Vitor Evangelista
Bem recebido e premiado com o Grand Prix em Cannes, o finlandês Compartment Nº 6 passa pela 45ª Mostra Internacional de Cinema em São Paulo provando que, às vezes, a jornada é mais importante que o destino. De fato, o filme de Juho Kuosmanen, parte da Competição Novos Diretores, esbanja um nível técnico invejável para um cineasta “iniciante”, repleto de discussões interessantes e do clássico trunfo de não dizer, e sim mostrar.
Na história, acompanhamos uma jovem finlandesa (Seidi Haarla) que se distancia de um caso amoroso em Moscou, embarca em um trem e parte em busca de rochas especiais, que contam com inscrições muito antigas e enriquecedoras para seus trabalhos como historiadora. No vagão meia-dúzia, ela conhece um minerador russo (Yuriy Borisov), escroto e inconveniente, mas aos poucos amolecido pelo álcool no sangue e pela companheira de dormitório.
O roteiro de Andris Feldmanis, Livia Ulman e de Kuosmanen, baseado no livro de Rosa Liksom, investe no jogo de gato e rato que os protagonistas se metem, partindo de situações de extremo alerta (como a sequência ambientada no banheiro da locomotiva) até momentos mais sutis e divertidos (a mini-viagem que toma parte lá pelo segundo ato). Ao invés de colocar na boca dos personagens suas ações e seus passados, o brilhante texto nos mostra essas virtudes em ação, em gestos, olhares e reações.
Imagine o cruzamento ideal da ambientação da trilogia romântica de Richard Linklater com o niilismo mais classudo que o Cinema pensa em ostentar. Hytti nro 6 nos mantém na ponta dos pés, nunca revelando suas reais intenções. Devemos nos preocupar? Ou apenas aproveitar a viagem? São quase duas horas de uma jornada inquieta e extremamente viciante, o que causa um estranhamento quase que latente por baixa da primeira camada do voyeurismo.
Acompanhar tanto da intimidade dessas pessoas, dos vídeos caseiros da garota até o sono grosseiro do homem, pode ser intrusivo até demais.

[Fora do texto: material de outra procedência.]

/// Operations on the usage ledger.
///
/// Created from an open [`UsageDatabase`]; recreate it after the database was
/// closed and reopened.
#[derive(Debug, Clone)]
pub struct UsageRepository {
    pool: SqlitePool,
}
impl From<&UsageDatabase> for UsageRepository {
    fn from(db: &UsageDatabase) -> Self {
        Self { pool: db.pool().clone() }
    }
}
impl UsageRepository {
    pub fn new(pool: SqlitePool) -> Self {
        Self { pool }
    }

    fn version(version: u32) -> i64 {
        i64::from(version)
    }

    // =========================================================================
    // Reference units
    // =========================================================================

    /// Records a reference unit. Returns `false` if it was already recorded,
    /// in which case its version is left untouched.
    pub async fn add_reference_unit(&self, unit: &ReferenceUnit) -> Result<bool> {
        let result = sqlx::query(include_str!("../queries/insert_reference_unit.sql"))
            .bind(&unit.identifier)
            .bind(Self::version(unit.version))
            .execute(&self.pool)
            .await;
        Ok(raise(result)?.rows_affected() > 0)
    }

    /// Deletes reference units together with all of their usages. Returns how
    /// many were deleted.
    #[instrument(skip_all, fields(units = identifiers.len()))]
    pub async fn delete_reference_units<S: AsRef<str>>(&self, identifiers: &[S]) -> Result<u64> {
        let mut deleted = 0;
        for identifier in identifiers {
            let result = sqlx::query(include_str!("../queries/delete_reference_unit.sql"))
                .bind(identifier.as_ref())
                .execute(&self.pool)
                .await;
            deleted += raise(result)?.rows_affected();
        }
        debug!(deleted, "reference units deleted");
        Ok(deleted)
    }

    pub async fn list_reference_units(&self) -> Result<Vec<ReferenceUnit>> {
        let rows: Vec<ReferenceUnitRow> = raise(
            sqlx::query_as(include_str!("../queries/list_reference_units.sql")).fetch_all(&self.pool).await,
        )?;
        rows.into_iter().map(ReferenceUnit::try_from).collect()
    }

    // =========================================================================
    // Features
    // =========================================================================

    /// Registers a feature. Returns `false` if the id is already known.
    pub async fn try_add_feature(&self, feature: Fingerprint, version: u32) -> Result<bool> {
        let result = sqlx::query(include_str!("../queries/insert_feature.sql"))
            .bind(feature.to_string())
            .bind(Self::version(version))
            .execute(&self.pool)
            .await;
        Ok(raise(result)?.rows_affected() > 0)
    }

    pub async fn list_features(&self) -> Result<Vec<Feature>> {
        let rows: Vec<FeatureRow> =
            raise(sqlx::query_as(include_str!("../queries/list_features.sql")).fetch_all(&self.pool).await)?;
        rows.into_iter().map(Feature::try_from).collect()
    }

    /// Deletes every feature `catalog` no longer contains, with its usages and
    /// closure edges. Returns how many were deleted.
    #[instrument(skip_all)]
    pub async fn delete_irrelevant_features(&self, catalog: &impl FeatureCatalog) -> Result<u64> {
        let mut deleted = 0;
        for feature in self.list_features().await? {
            if catalog.contains_feature(feature.id) {
                continue;
            }
            let result = sqlx::query(include_str!("../queries/delete_feature.sql"))
                .bind(feature.id.to_string())
                .execute(&self.pool)
                .await;
            deleted += raise(result)?.rows_affected();
        }
        debug!(deleted, "irrelevant features deleted");
        Ok(deleted)
    }

    // =========================================================================
    // Usages
    // =========================================================================

    /// Records that `unit` used `feature`. Both must already be recorded.
    pub async fn add_usage(&self, unit: &str, feature: Fingerprint) -> Result<()> {
        let result = sqlx::query(include_str!("../queries/insert_usage.sql"))
            .bind(unit)
            .bind(feature.to_string())
            .execute(&self.pool)
            .await;
        raise(result)?;
        Ok(())
    }

    pub async fn count_usages(&self) -> Result<u64> {
        let row: (i64,) =
            raise(sqlx::query_as(include_str!("../queries/count_usages.sql")).fetch_one(&self.pool).await)?;
        Ok(u64::try_from(row.0).unwrap_or(0))
    }

    /// Adoption of every used feature.
    ///
    /// A reference unit counts towards a feature when it used the feature
    /// itself or any descendant recorded in the closure, and only when both
    /// share a version. Features nobody used are left out.
    pub async fn get_usages(&self) -> Result<Vec<FeatureUsage>> {
        let rows: Vec<UsageRow> =
            raise(sqlx::query_as(include_str!("../queries/get_usages.sql")).fetch_all(&self.pool).await)?;
        rows.into_iter().map(FeatureUsage::try_from).collect()
    }

    // =========================================================================
    // Closure
    // =========================================================================

    /// Records that `ancestor` is `child` or one of its ancestors. The store
    /// does not derive transitive edges; callers supply the full closure.
    pub async fn add_parent_feature(&self, child: Fingerprint, ancestor: Fingerprint) -> Result<()> {
        let result = sqlx::query(include_str!("../queries/insert_parent_feature.sql"))
            .bind(child.to_string())
            .bind(ancestor.to_string())
            .execute(&self.pool)
            .await;
        raise(result)?;
        Ok(())
    }

    /// Derives the closure of every recorded feature from the parent chain in
    /// `catalog`: one edge to itself and one to each ancestor that is also a
    /// recorded feature. Returns how many new edges were inserted.
    #[instrument(skip_all)]
    pub async fn insert_parent_features(&self, catalog: &impl FeatureCatalog) -> Result<u64> {
        let mut inserted = 0;
        for feature in self.list_features().await? {
            if !catalog.contains_feature(feature.id) {
                continue;
            }
            let mut seen = HashSet::from([feature.id]);
            let mut ancestor = Some(feature.id);
            while let Some(current) = ancestor {
                let result = sqlx::query(include_str!("../queries/insert_known_parent_feature.sql"))
                    .bind(feature.id.to_string())
                    .bind(current.to_string())
                    .execute(&self.pool)
                    .await;
                inserted += raise(result)?.rows_affected();
                ancestor = catalog.parent_feature(current).filter(|parent| seen.insert(*parent));
            }
        }
        debug!(inserted, "parent features inserted");
        Ok(inserted)
    }
}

Porém, o diretor não força a barra ou penetra demais a psique atormentada e millennial dessa dupla do barulho. Respeitando limites e dando espaço para que seus objetos de estudo respirem, Kuosmanen é maquinista de um veículo que tem total ciência de onde quer ir. O destino vive no amanhã, ele sabe, e nós só temos o hoje.
O frio que congela a Rússia não é o bastante para que Vadim e Laura se prendam a quaisquer definições que os estereótipos de uma estudiosa e de um estúpido poderiam carregar. A escolha da Finlândia para a corrida do Oscar 2022 possui o fleur que costuma favorecer os grandes filmes internacionais: uma história “universal” recheada de pormenores culturais específicos. A receita do sucesso é a honestidade, e, capturado pela meticulosa montagem de Jussi Rautaniemi, pela gélida fotografia de J-P Passi e pelo rústico design de produção de Kari Kankaanpää, Compartment Nº 6 é brutalmente verdadeiro.